I am running docker on a headles linux ubuntu installation across multiple servers where I have ignition instances running. Recently the customer requested we change the IPs docker uses to avoid IP conflicts. I added the following to all my docker compose files and took down and rebuilt all my docker instances. Now, we are seeing sporadic disconnections between the various ignition instances. Is there something I am doing wrong in my docker compose or a step I am missing?
Just out of curiosity: how do you run docker across multiple servers? It doesn’t look like you joined the servers to a swarm cluster. Furthermore, it doesn’t look like you are using a node-spanning overlay network.
Is it safe to assume that the ignition instances you refer to, are running as container on the docker hosts?
I assume you refer to the user defined docker networks.
Since you neither mention swarm, nor overlay network, I am curious how they communicate with each other? Using the published host port of each container on the docker host?
The only way they talk to each other is through ignition’s gateway network and that is the connection that is periodically disrupted, I apologize I realize that part was unclear. And yes, the ignition instances are each their own container.
Sorry I was typing out another message. For more context I have 4 servers, and outside of docker I can reach them at 10.10.10.10, 10.10.10.11, 10.10.10.12, and 10.10.10.13. For ignition each one of these servers has 2 containers that I reach by using the ports 8088 and 8089. This is also how they reach each other. Sometimes the primary instance at 10.10.10.10:8088 loses communication to any of the instances on other servers.
All the servers have the same docker defined network of 10.11.6.0/24 in my docker compose yaml file. Best I can figure right now, the problem may be that I need to use 10.11.6.0 only on one server and then use 10.11.7.0 through 10.11.9.0 for the other 3.
The bridge networks subnet range shouldn’t be relevant:
ingress traffic is addressed to the host ip and the published host port for the container port.
egress traffic is natted with the host ip, so that when it arrives as ingress traffic on another instance, it will only see the source host’s ip address, not the container’s ip address.
Though, what could be an issue is, if the nodes have a route to the subnet 10.11.6.0/24 or a broader subnet like 10.11.0.0/16.
So far I was only looking at the network (ip) and transport (tcp/udp) layer of the OSI model layers. Those are handled by docker.

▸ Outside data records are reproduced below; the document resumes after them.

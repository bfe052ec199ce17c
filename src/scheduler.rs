// =============================================================================
// Session Scheduler: polls upstream during the trading session
// =============================================================================
//
// Every period the scheduler reads the wall clock and, only while inside the
// session window:
//
//   1. clears the tick store on the first cycle at or after the session-open
//      minute (at most once per calendar day, so a cadence that steps over
//      the exact minute still clears),
//   2. runs one fetch-and-record pass.
//
// A failed pass is logged and recorded in `AppState`; the next period runs as
// usual. Nothing here ever returns an error to the loop.
// =============================================================================

use std::sync::atomic::Ordering;
use std::sync::Arc;
use std::time::Duration;

use chrono::{NaiveDate, NaiveDateTime};
use parking_lot::Mutex;
use serde::{Deserialize, Serialize};
use tokio::time::MissedTickBehavior;
use tracing::{debug, info, warn};

use crate::app_state::AppState;
use crate::clock::{Clock, ClockTime};
use crate::collector::{RecordSummary, TickCollector};
use crate::upstream::{RecordNormalizer, RecordSource};

// =============================================================================
// Session window
// =============================================================================

fn default_start() -> ClockTime {
    ClockTime::new(9, 0)
}

fn default_close() -> ClockTime {
    ClockTime::new(15, 30)
}

fn default_reset_at() -> ClockTime {
    ClockTime::new(9, 15)
}

/// Daily polling window, compared at minute granularity with both ends
/// inclusive.
#[derive(Debug, Clone, Copy, PartialEq, Eq, Serialize, Deserialize)]
pub struct SessionWindow {
    /// First polled minute.
    #[serde(default = "default_start")]
    pub start: ClockTime,

    /// Last polled minute.
    #[serde(default = "default_close")]
    pub close: ClockTime,

    /// Session-open minute from which the tick store is cleared.
    #[serde(default = "default_reset_at")]
    pub reset_at: ClockTime,
}

impl Default for SessionWindow {
    fn default() -> Self {
        Self {
            start: default_start(),
            close: default_close(),
            reset_at: default_reset_at(),
        }
    }
}

impl SessionWindow {
    pub fn contains(&self, t: ClockTime) -> bool {
        t >= self.start && t <= self.close
    }

    /// Whether the daily reset is due by `t`.
    pub fn reset_due(&self, t: ClockTime) -> bool {
        t >= self.reset_at
    }
}

// =============================================================================
// Cycle outcome
// =============================================================================

/// What a single scheduler cycle did.
#[derive(Debug, Clone, PartialEq, Serialize)]
#[serde(tag = "status", rename_all = "snake_case")]
pub enum CycleOutcome {
    /// Wall clock was outside the session window; nothing happened.
    OutsideSession,
    /// The fetch pass completed.
    Completed { reset: bool, summary: RecordSummary },
    /// The fetch pass failed; the store keeps its previous contents.
    Failed { reset: bool, error: String },
}

impl CycleOutcome {
    pub fn did_fetch(&self) -> bool {
        !matches!(self, Self::OutsideSession)
    }

    pub fn did_reset(&self) -> bool {
        match self {
            Self::OutsideSession => false,
            Self::Completed { reset, .. } | Self::Failed { reset, .. } => *reset,
        }
    }
}

// =============================================================================
// Scheduler
// =============================================================================

pub struct Scheduler {
    state: Arc<AppState>,
    collector: TickCollector,
    clock: Arc<dyn Clock>,
    window: SessionWindow,
    last_reset: Mutex<Option<NaiveDate>>,
}

impl Scheduler {
    pub fn new(
        state: Arc<AppState>,
        source: Arc<dyn RecordSource>,
        clock: Arc<dyn Clock>,
    ) -> Self {
        let normalizer = RecordNormalizer::new(state.config.normalizer.clone(), clock.zone());
        let collector = TickCollector::new(source, normalizer, state.tick_store.clone());
        let window = state.config.session;

        Self {
            state,
            collector,
            clock,
            window,
            last_reset: Mutex::new(None),
        }
    }

    /// Run one scheduler cycle against the current wall clock.
    pub async fn tick(&self) -> CycleOutcome {
        let now = self.clock.now();
        let minute = ClockTime::of(&now);

        let inside = self.window.contains(minute);
        let was_inside = self.state.session_active.swap(inside, Ordering::SeqCst);
        if inside != was_inside {
            info!(at = %minute, active = inside, "session window changed");
        }

        if !inside {
            debug!(at = %minute, "outside session window, skipping cycle");
            return CycleOutcome::OutsideSession;
        }

        let reset = self.reset_if_session_open(now);

        let outcome = match self.collector.fetch_and_record(now).await {
            Ok(summary) => {
                debug!(
                    at = %minute,
                    fetched = summary.fetched,
                    recorded = summary.recorded,
                    duplicates = summary.duplicates,
                    rejected = summary.rejected,
                    "cycle complete"
                );
                CycleOutcome::Completed { reset, summary }
            }
            Err(e) => {
                let error = format!("{e:#}");
                warn!(at = %minute, error = %error, "fetch cycle failed");
                self.state.push_error(format!("fetch cycle failed: {error}"));
                CycleOutcome::Failed { reset, error }
            }
        };

        self.state.record_cycle(now, outcome.clone());
        outcome
    }

    /// Clear the store on the first cycle at or after the session-open
    /// minute, once per calendar day.
    fn reset_if_session_open(&self, now: NaiveDateTime) -> bool {
        if !self.window.reset_due(ClockTime::of(&now)) {
            return false;
        }

        let today = now.date();
        let mut last = self.last_reset.lock();
        if last.is_some_and(|day| day >= today) {
            return false;
        }

        self.state.tick_store.reset();
        *last = Some(today);
        info!(date = %today, "reset ticks at market open");
        true
    }

    /// Drive [`Scheduler::tick`] every `period` until the task is dropped.
    pub async fn run(self, period: Duration) {
        info!(
            period_secs = period.as_secs(),
            start = %self.window.start,
            close = %self.window.close,
            reset_at = %self.window.reset_at,
            zone = %self.clock.zone(),
            "scheduler starting"
        );

        let mut interval = tokio::time::interval(period);
        interval.set_missed_tick_behavior(MissedTickBehavior::Delay);
        loop {
            interval.tick().await;
            let outcome = self.tick().await;
            debug!(
                fetched = outcome.did_fetch(),
                reset = outcome.did_reset(),
                "scheduler cycle finished"
            );
        }
    }
}

// =============================================================================
// Tests
// =============================================================================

Docker will not modify anythink beyond the network and transport layer.
So if the payload ignition sends to the gateway includes the ignition instances ip (which is the container ip), and the gateway relies on it, this might indeed cause a problem, when the same container ip is registered for more than one instance. I have no idea how ignition works and how it handles it: maybe it’s a problem, maybe it’s not.
Your idea to use different subnets on each docker host, is definitely worth trying. If not, I would recommend asking the ignition support.